▸ **TASK GOAL**: The answer must be a single number: the count of lines in these records that hold "ProgressStyle".

### STUDY MATERIAL ###

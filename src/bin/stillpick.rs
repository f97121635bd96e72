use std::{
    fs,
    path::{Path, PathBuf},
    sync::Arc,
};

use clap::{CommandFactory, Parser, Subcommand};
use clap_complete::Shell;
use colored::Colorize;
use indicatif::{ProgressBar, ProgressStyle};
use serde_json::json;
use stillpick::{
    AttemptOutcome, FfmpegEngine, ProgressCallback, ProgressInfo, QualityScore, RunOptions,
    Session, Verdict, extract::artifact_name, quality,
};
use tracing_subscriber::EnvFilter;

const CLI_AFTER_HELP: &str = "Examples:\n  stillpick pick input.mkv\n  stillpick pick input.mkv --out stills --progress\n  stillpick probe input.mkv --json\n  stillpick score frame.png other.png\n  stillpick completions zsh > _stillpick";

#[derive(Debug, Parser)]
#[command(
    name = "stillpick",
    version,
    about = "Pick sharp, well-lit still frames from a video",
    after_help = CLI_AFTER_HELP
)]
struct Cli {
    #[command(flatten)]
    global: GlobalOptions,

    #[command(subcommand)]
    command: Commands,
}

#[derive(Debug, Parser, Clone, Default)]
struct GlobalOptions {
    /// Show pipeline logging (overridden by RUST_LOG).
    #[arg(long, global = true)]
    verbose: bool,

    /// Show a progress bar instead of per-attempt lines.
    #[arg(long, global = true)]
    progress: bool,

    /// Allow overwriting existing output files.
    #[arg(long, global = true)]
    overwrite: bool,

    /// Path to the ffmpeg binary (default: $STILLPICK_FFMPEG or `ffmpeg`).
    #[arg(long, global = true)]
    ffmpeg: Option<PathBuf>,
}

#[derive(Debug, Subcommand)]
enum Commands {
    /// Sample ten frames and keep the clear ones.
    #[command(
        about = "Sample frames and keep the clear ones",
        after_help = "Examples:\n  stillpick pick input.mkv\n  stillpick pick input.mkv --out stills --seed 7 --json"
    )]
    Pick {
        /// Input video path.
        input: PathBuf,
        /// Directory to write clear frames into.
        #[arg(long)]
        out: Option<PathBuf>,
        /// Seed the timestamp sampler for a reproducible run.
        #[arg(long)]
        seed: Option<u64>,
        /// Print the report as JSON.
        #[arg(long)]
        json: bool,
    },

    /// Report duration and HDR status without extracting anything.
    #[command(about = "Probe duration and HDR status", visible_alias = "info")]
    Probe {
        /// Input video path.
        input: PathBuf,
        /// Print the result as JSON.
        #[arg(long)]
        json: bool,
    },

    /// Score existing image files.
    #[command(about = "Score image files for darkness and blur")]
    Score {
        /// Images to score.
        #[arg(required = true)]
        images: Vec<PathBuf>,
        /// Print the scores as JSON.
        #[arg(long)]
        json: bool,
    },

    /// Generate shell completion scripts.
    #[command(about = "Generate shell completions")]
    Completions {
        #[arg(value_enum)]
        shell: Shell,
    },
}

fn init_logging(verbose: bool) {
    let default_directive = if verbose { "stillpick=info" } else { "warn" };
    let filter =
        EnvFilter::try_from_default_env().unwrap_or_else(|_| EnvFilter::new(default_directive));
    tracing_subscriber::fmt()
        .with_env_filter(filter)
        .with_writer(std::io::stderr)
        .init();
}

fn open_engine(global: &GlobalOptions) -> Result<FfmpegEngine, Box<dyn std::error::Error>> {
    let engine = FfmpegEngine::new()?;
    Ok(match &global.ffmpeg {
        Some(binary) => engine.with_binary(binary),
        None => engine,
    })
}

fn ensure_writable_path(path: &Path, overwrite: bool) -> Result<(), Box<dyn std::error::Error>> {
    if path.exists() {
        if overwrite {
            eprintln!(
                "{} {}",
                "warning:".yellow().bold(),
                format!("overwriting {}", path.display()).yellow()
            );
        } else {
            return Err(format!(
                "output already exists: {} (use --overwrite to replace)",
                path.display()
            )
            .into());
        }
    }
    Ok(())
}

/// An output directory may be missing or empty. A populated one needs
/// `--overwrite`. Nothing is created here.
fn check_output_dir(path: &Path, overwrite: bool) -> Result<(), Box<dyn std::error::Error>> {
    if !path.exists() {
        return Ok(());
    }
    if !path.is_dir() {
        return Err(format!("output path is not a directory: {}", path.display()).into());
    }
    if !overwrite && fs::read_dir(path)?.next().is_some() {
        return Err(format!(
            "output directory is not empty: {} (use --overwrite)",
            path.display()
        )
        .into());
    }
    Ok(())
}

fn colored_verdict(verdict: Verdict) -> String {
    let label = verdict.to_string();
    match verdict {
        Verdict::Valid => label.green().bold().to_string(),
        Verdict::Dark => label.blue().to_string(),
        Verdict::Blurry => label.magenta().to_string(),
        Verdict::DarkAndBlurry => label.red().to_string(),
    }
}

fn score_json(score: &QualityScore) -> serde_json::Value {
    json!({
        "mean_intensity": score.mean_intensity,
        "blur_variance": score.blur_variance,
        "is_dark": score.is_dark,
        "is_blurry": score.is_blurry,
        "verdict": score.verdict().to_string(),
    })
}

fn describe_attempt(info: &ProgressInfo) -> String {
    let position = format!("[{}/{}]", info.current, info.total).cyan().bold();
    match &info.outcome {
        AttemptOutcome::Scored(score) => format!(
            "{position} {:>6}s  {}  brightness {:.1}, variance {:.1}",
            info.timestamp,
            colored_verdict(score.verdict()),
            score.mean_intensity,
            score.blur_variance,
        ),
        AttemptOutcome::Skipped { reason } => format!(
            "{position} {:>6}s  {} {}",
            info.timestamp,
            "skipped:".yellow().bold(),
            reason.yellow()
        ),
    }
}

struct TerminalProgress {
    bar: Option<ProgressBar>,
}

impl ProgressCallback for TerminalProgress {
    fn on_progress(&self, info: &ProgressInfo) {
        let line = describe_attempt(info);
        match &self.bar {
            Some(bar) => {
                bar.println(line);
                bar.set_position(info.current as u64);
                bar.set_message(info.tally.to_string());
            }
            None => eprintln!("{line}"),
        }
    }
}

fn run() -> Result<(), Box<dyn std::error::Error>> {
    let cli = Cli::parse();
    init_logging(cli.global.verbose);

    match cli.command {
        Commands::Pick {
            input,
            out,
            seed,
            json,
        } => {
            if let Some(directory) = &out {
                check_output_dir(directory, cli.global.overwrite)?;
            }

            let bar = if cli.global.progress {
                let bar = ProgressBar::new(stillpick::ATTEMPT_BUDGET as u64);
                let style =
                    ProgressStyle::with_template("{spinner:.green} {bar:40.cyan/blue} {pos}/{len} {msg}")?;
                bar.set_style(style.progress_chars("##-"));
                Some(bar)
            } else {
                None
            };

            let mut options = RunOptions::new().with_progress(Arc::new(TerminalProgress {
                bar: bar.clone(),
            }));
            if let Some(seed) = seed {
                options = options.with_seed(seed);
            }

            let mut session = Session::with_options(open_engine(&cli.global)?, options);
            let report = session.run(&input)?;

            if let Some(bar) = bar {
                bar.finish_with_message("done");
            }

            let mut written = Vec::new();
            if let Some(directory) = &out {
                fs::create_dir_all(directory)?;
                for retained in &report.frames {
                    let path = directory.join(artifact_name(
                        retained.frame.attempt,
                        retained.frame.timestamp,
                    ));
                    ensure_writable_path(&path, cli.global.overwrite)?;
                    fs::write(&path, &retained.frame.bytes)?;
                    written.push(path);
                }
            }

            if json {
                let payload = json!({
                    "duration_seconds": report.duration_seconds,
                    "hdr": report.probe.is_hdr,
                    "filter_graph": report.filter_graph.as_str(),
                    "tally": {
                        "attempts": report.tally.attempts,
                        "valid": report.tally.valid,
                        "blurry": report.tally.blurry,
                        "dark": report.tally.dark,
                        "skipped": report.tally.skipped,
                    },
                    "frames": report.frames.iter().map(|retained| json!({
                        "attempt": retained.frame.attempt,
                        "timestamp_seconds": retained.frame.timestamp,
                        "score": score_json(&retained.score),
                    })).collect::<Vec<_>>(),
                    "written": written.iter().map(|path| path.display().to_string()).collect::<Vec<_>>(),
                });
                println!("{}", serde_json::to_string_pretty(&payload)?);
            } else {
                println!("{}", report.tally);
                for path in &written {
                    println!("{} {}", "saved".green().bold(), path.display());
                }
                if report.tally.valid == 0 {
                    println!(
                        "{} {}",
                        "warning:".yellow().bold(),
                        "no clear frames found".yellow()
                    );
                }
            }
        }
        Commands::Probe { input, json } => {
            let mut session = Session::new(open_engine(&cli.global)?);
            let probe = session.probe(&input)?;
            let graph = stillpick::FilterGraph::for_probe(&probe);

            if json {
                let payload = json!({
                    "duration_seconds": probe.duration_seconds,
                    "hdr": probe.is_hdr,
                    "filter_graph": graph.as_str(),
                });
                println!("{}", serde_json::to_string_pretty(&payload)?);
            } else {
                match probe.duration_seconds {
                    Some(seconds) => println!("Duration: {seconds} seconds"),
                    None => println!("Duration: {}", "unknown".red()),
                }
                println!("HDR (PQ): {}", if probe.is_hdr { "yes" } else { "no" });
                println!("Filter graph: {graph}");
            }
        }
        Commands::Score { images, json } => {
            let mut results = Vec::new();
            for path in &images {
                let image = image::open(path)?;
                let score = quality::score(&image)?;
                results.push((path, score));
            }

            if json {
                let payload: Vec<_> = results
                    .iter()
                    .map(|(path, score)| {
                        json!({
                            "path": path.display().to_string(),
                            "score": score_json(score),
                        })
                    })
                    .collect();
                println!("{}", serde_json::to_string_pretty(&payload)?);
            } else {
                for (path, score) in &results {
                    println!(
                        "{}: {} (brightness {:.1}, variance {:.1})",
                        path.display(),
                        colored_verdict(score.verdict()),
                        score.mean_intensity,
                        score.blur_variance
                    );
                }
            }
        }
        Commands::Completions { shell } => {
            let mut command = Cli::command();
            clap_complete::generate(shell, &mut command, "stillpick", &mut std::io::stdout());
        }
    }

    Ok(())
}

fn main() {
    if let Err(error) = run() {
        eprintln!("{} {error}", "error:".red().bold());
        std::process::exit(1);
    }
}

###

▸ **WRITTEN RESPONSE**: 2